What is a Pillar Carpet?
A pillar carpet usually comes in a pair of two. This is because they were designed to wrap around a structural pillar, and being split into two pieces is how it got on and off the pillar. Each piece is typically long and narrow, like a runner rug. The design of the pieces goes together and sometimes makes up one larger design when they’re put together.
Most of the pillar carpets that we know about today come from the Qing dynasty. The Qing dynasty lasted from 1644 to 1912, so it is more than likely that any pillar carpet you see comes from somewhere in that time period. Many of the years of the Qing dynasty were marked by artistic pursuits, and the production of many types of carpets (including pillar carpets) exemplifies that.
These pieces usually come from Tibetan temples, and some are found from Mongolia as well. Lots of textile art and hangings were used in these ancient Buddhist temples. Not only were pillar carpets common, but so were textile banners, rugs and tapestries hung on the walls, and textiles used as curtains.
Typical Designs of Pillar Carpets
Antique pillar carpets are generally woven out of wool, and sometimes also use silk. The colors of these pillar carpets don’t really differ from the colors you’d see in any other Chinese, Tibetan, or Mongolian carpets. They will include blues, whites, yellows, reds, and earth tone browns.
An important aspect of pillar carpets are the symbols and motifs that are used. Since these carpets were created for the pillars of temples, most of them include religious symbolism, including Taoist and Buddhist motifs. The carpets also use lots of symbolism typical of other Chinese carpets. In pillar carpets you will often see a Chinese dragon symbol spiraling as if it is wrapping itself around the pillar. The dragon is and was a very important symbol in Chinese culture and is seen across much of China’s art. It is the only mythological creature in the entire Eastern zodiac, and they are said to be harbingers of good fortune.

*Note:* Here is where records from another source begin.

//! Speech input and output.
//!
//! Output goes through the platform speech command (`say` on macOS,
//! `espeak` elsewhere). Input is compiled in with the `voice` feature.

use std::process::{Child, Command};
use std::sync::{Arc, Mutex, MutexGuard};
use std::time::Duration;

use tokio::task::JoinHandle;
use tracing::{debug, warn};

use crate::config::{clamp_rate, clamp_volume, Settings};
use crate::error::SpeechError;
use crate::worker::BlockingPool;

/// How long to wait for someone to start talking.
pub const LISTEN_TIMEOUT: Duration = Duration::from_secs(5);

/// Longest phrase captured in one go.
pub const MAX_PHRASE: Duration = Duration::from_secs(10);

const SPEAK_POLL: Duration = Duration::from_millis(50);

/// Blocking speech collaborator used by the front end.
pub trait SpeechIo: Send + Sync {
    /// Records and transcribes one utterance.
    fn capture_utterance(&self, timeout: Duration, max_phrase: Duration)
        -> Result<String, SpeechError>;

    /// Speaks `text`, blocking until done or stopped.
    fn speak(&self, text: &str) -> Result<(), SpeechError>;

    /// Interrupts speech in progress. No-op when silent.
    fn stop(&self);

    /// Changes the speech rate for later utterances.
    fn set_rate(&self, rate: u32);

    /// Changes the speech volume for later utterances.
    fn set_volume(&self, volume: f32);
}

/// Speaks on the blocking pool without waiting; failures are only logged.
pub fn speak_async(
    speech: Arc<dyn SpeechIo>,
    pool: &BlockingPool,
    text: String,
) -> JoinHandle<Option<()>> {
    pool.submit(move || {
        if let Err(err) = speech.speak(&text) {
            warn!(%err, "speech output failed");
        }
    })
}

fn lock<T>(mutex: &Mutex<T>) -> MutexGuard<'_, T> {
    mutex.lock().unwrap_or_else(|poisoned| poisoned.into_inner())
}

/// Rate and volume, adjustable while speech is running.
#[derive(Clone, Copy, Debug, PartialEq)]
struct Tuning {
    rate: u32,
    volume: f32,
}

/// [`SpeechIo`] backed by the system speech command and, with the `voice`
/// feature, the microphone plus Whisper.
pub struct VoiceHandler {
    enabled: bool,
    tuning: Mutex<Tuning>,
    program: String,
    speaking: Mutex<()>,
    current: Mutex<Option<Child>>,
    #[cfg(feature = "voice")]
    transcriber: crate::transcribe::Transcriber,
}

impl VoiceHandler {
    /// Builds a handler honoring the voice settings.
    ///
    /// # Arguments
    /// * `settings` - Source of rate, volume and the enabled flag.
    pub fn from_settings(settings: &Settings) -> Self {
        Self {
            enabled: settings.voice_enabled,
            tuning: Mutex::new(Tuning {
                rate: clamp_rate(settings.voice_rate),
                volume: clamp_volume(settings.voice_volume),
            }),
            program: default_program().to_string(),
            speaking: Mutex::new(()),
            current: Mutex::new(None),
            #[cfg(feature = "voice")]
            transcriber: crate::transcribe::Transcriber::default(),
        }
    }

    /// Overrides the enabled flag, e.g. from `--no-voice`.
    pub fn enabled(mut self, enabled: bool) -> Self {
        self.enabled = enabled;
        self
    }

    /// Uses a different speech program.
    pub fn with_program(mut self, program: impl Into<String>) -> Self {
        self.program = program.into();
        self
    }

    /// Builds the speech command for `text` with the current tuning.
    ///
    /// # Details
    /// `say` takes volume as an embedded `[[volm x]]` command; `espeak`
    /// takes an amplitude in `0..=200`.
    fn command(&self, text: &str) -> Command {
        let Tuning { rate, volume } = *lock(&self.tuning);
        let mut command = Command::new(&self.program);
        if self.program == "say" {
            command
                .arg("-r")
                .arg(rate.to_string())
                .arg(format!("[[volm {volume:.2}]] {text}"));
        } else {
            let amplitude = (volume * 200.0).round() as u32;
            command
                .arg("-s")
                .arg(rate.to_string())
                .arg("-a")
                .arg(amplitude.to_string())
                .arg(text);
        }
        command
    }

    /// Polls the running child until it exits or `stop` takes it away.
    fn wait_current(&self) -> Result<(), SpeechError> {
        loop {
            {
                let mut slot = lock(&self.current);
                let Some(child) = slot.as_mut() else {
                    debug!("speech stopped");
                    return Ok(());
                };
                match child.try_wait() {
                    Ok(Some(status)) => {
                        *slot = None;
                        return if status.success() {
                            Ok(())
                        } else {
                            Err(SpeechError::Engine(format!(
                                "{} exited with {status}",
                                self.program
                            )))
                        };
                    }
                    Ok(None) => {}
                    Err(err) => {
                        *slot = None;
                        return Err(SpeechError::Engine(format!("TTS Error: {err}")));
                    }
                }
            }
            std::thread::sleep(SPEAK_POLL);
        }
    }
}

fn default_program() -> &'static str {
    if cfg!(target_os = "macos") {
        "say"
    } else {
        "espeak"
    }
}

impl SpeechIo for VoiceHandler {
    #[cfg(feature = "voice")]
    fn capture_utterance(
        &self,
        timeout: Duration,
        max_phrase: Duration,
    ) -> Result<String, SpeechError> {
        let recording = crate::audio::record_utterance(timeout, max_phrase)?;
        debug!("recognizing");
        self.transcriber.transcribe(&recording)
    }

    #[cfg(not(feature = "voice"))]
    fn capture_utterance(
        &self,
        _timeout: Duration,
        _max_phrase: Duration,
    ) -> Result<String, SpeechError> {
        Err(SpeechError::Unavailable)
    }

    fn speak(&self, text: &str) -> Result<(), SpeechError> {
        if !self.enabled {
            return Ok(());
        }
        if text.trim().is_empty() {
            return Err(SpeechError::Engine("Cannot speak empty text".to_string()));
        }
        let _turn = lock(&self.speaking);
        let child = self
            .command(text)
            .spawn()
            .map_err(|err| SpeechError::Engine(format!("TTS Error: {err}")))?;
        *lock(&self.current) = Some(child);
        self.wait_current()
    }

    fn stop(&self) {
        if let Some(mut child) = lock(&self.current).take() {
            let _ = child.kill();
            let _ = child.wait();
        }
    }

    fn set_rate(&self, rate: u32) {
        lock(&self.tuning).rate = clamp_rate(rate);
    }

    fn set_volume(&self, volume: f32) {
        lock(&self.tuning).volume = clamp_volume(volume);
    }
}

#[cfg(test)]
mod tests {
    use super::*;

    fn handler(program: &str) -> VoiceHandler {
        VoiceHandler::from_settings(&Settings::default()).with_program(program)
    }

    #[test]
    fn disabled_handler_is_silent() {
        let voice = handler("definitely-not-a-speech-program").enabled(false);
        assert!(voice.speak("hello").is_ok());
    }

    #[test]
    fn empty_text_is_rejected() {
        assert!(handler("true").speak("   ").is_err());
    }

    #[cfg(unix)]
    #[test]
    fn speak_reports_program_outcome() {
        assert!(handler("true").speak("Hello test").is_ok());
        assert!(handler("false").speak("Hello test").is_err());
    }

    #[test]
    fn missing_program_is_an_error() {
        let err = handler("definitely-not-a-speech-program")
            .speak("hello")
            .unwrap_err();
        assert!(err.to_string().starts_with("TTS Error"));
    }

    #[test]
    fn stop_without_speech_is_a_no_op() {
        handler("true").stop();
    }

    #[test]
    fn espeak_arguments_carry_rate_and_volume() {
        let voice = handler("espeak");
        let command = voice.command("hi there");
        let args: Vec<_> = command
            .get_args()
            .map(|arg| arg.to_string_lossy().into_owned())
            .collect();
        assert_eq!(args, ["-s", "150", "-a", "180", "hi there"]);
    }

    #[test]
    fn tuning_changes_apply_to_the_next_utterance() {
        let voice = handler("espeak");
        voice.set_rate(400);
        voice.set_volume(0.5);
        let args: Vec<_> = voice
            .command("hi")
            .get_args()
            .map(|arg| arg.to_string_lossy().into_owned())
            .collect();
        assert_eq!(args, ["-s", "300", "-a", "100", "hi"]);
    }

    #[cfg(not(feature = "voice"))]
    #[test]
    fn capture_is_unavailable_without_voice_feature() {
        let err = handler("true")
            .capture_utterance(LISTEN_TIMEOUT, MAX_PHRASE)
            .unwrap_err();
        assert!(matches!(err, SpeechError::Unavailable));
    }

    #[tokio::test]
    async fn speak_async_logs_and_finishes() {
        let pool = BlockingPool::new(1);
        let voice: Arc<dyn SpeechIo> = Arc::new(handler("definitely-not-a-speech-program"));
        let done = speak_async(voice, &pool, "hello".to_string()).await.unwrap();
        assert_eq!(done, Some(()));
    }
}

Another motif commonly seen in pillar carpets (and Chinese art in general) is the cloud band. The cloud band can be traced all the way back to the Han dynasty (206 BCE-220 CE.) The cloud band represents the opening to the heavenly realm. There are many different interpretations of the cloud band motif, but it will typically occur as wavy lines, zig zags, floral patterns, or most recognizably, actual stylized clouds.
Pillar carpets are an important part of Chinese history and are stunning pieces of art.